The Iberian wolf's diet will greatly vary depending on exactly where they are. Wolves of Cantabria may feed on red deer, roe deer, and wild boar while
the wolves of Galicia will feed partially on remains from chicken and pig farms. The wolves of Castilla y Len are believed to feed largely on rabbits.
Overall, their main source of nuitrition comes from livestock. Much of this livestock used to be carrion. However, since the banning of leaving dead
animals in the field because of the fear of mad cow's disease, the wolves have turned to killing more sheep and cows.

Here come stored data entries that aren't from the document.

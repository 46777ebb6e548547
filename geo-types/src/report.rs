//! Reporting endpoint bodies.
//!
//! A report batch carries one entry per fired event and, alongside, the
//! full representation of every campaign message referenced by the batch
//! so the server can materialise the matching virtual messages.

use serde::{Deserialize, Serialize};
use serde_json::Value;
use std::collections::BTreeMap;

use crate::{EventType, SdkMessageId};

/// Registration id reported when the device has no push registration yet.
pub const NO_REGISTRATION: &str = "n/a";

/// Geo event report request body.
#[derive(Debug, Clone, PartialEq, Serialize, Deserialize)]
#[serde(rename_all = "camelCase")]
pub struct GeoEventReportRequest {
    /// Platform identifier, e.g. `APNS`.
    pub platform_type: String,
    /// Push registration id, or [`NO_REGISTRATION`].
    pub device_application_instance_id: String,
    /// One entry per fired event.
    pub reports: Vec<GeoEventReport>,
    /// Campaign messages referenced by `reports`, deduplicated.
    pub messages: Vec<GeoMessageReport>,
}

/// A single fired event.
#[derive(Debug, Clone, PartialEq, Eq, Serialize, Deserialize)]
#[serde(rename_all = "camelCase")]
pub struct GeoEventReport {
    /// Campaign identifier.
    pub campaign_id: String,
    /// Region identifier.
    pub geo_area_id: String,
    /// Event direction.
    pub event: EventType,
    /// Message id of the campaign push.
    pub message_id: String,
    /// Device-generated id for this event's message.
    pub sdk_message_id: SdkMessageId,
    /// Milliseconds between the event and the submission.
    pub timestamp_delta: i64,
}

/// Campaign message as the reporting endpoint expects it.
#[derive(Debug, Clone, PartialEq, Serialize, Deserialize)]
#[serde(rename_all = "camelCase")]
pub struct GeoMessageReport {
    /// Message id of the campaign push.
    pub message_id: String,
    /// Notification title.
    #[serde(default, skip_serializing_if = "Option::is_none")]
    pub title: Option<String>,
    /// Notification body.
    #[serde(default, skip_serializing_if = "Option::is_none")]
    pub body: Option<String>,
    /// Alert text, mirrors the body.
    #[serde(default, skip_serializing_if = "Option::is_none")]
    pub alert: Option<String>,
    /// Geo campaign pushes are always silent.
    pub silent: bool,
    /// Notification sound.
    #[serde(default, skip_serializing_if = "Option::is_none")]
    pub sound: Option<String>,
    /// Badge number.
    #[serde(default, skip_serializing_if = "Option::is_none")]
    pub badge: Option<i64>,
    /// Vibration flag.
    #[serde(default, skip_serializing_if = "Option::is_none")]
    pub vibrate: Option<bool>,
    /// The original `internalData` section.
    pub internal_data: Value,
}

/// Geo event report response body.
#[derive(Debug, Clone, Default, PartialEq, Eq, Serialize, Deserialize)]
#[serde(rename_all = "camelCase")]
pub struct GeoEventReportResponse {
    /// Campaigns the server has finished.
    #[serde(default)]
    pub finished_campaign_ids: Vec<String>,
    /// Campaigns the server has paused.
    #[serde(default)]
    pub suspended_campaign_ids: Vec<String>,
    /// Device-generated message id to server message id.
    #[serde(default, rename = "messageIds")]
    pub message_ids: BTreeMap<String, String>,
}

/// Seen status request body.
#[derive(Debug, Clone, Default, PartialEq, Eq, Serialize, Deserialize)]
pub struct SeenStatusRequest {
    /// Messages marked as seen.
    pub messages: Vec<SeenEntry>,
}

/// One seen message.
#[derive(Debug, Clone, PartialEq, Eq, Serialize, Deserialize)]
#[serde(rename_all = "camelCase")]
pub struct SeenEntry {
    /// Confirmed message id.
    pub message_id: String,
    /// Milliseconds between seen and submission.
    pub timestamp_delta: i64,
}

Like most other gray wolves, Iberian wolves breed only the alpha male and female in order to maintain the strength
of the pack. Female wolves can usually begin breeding at one year, but don't fully mature until they reach 5 years. Breeding season is at the end of
winter. The liter is usually 5 or 6 pups that are looked after by the entire pack until autumn when they join in with the others. They must be protected
from eagle owls and golden eagles for the first few weeks.
The Iberian wolf once inhabited the vast majority of the Iberian Peninsula. However throughout the 1950s and 1960s, the wolves of Spain became
officially recognized as pests by the Spanish government who offered a bounty for dead wolves. The wolves' number decreased to as few as 400 to 500
and they were classified as endangered.
Hunting of wolves has since been banned in Portugal and many parts of Spain. Their number has been estimated at about 2,000 in Spain and another
400 in Portugal. Their overall state has upgraded from endangered to vulnerable. However, the wolves of Sierra Morena are classified as critically
endangered, and the Extremaduran populations are believed to be extinct. Wolves have over the years become very wary of people, and actual sightings
of wolves in the wild are, therefore, rare.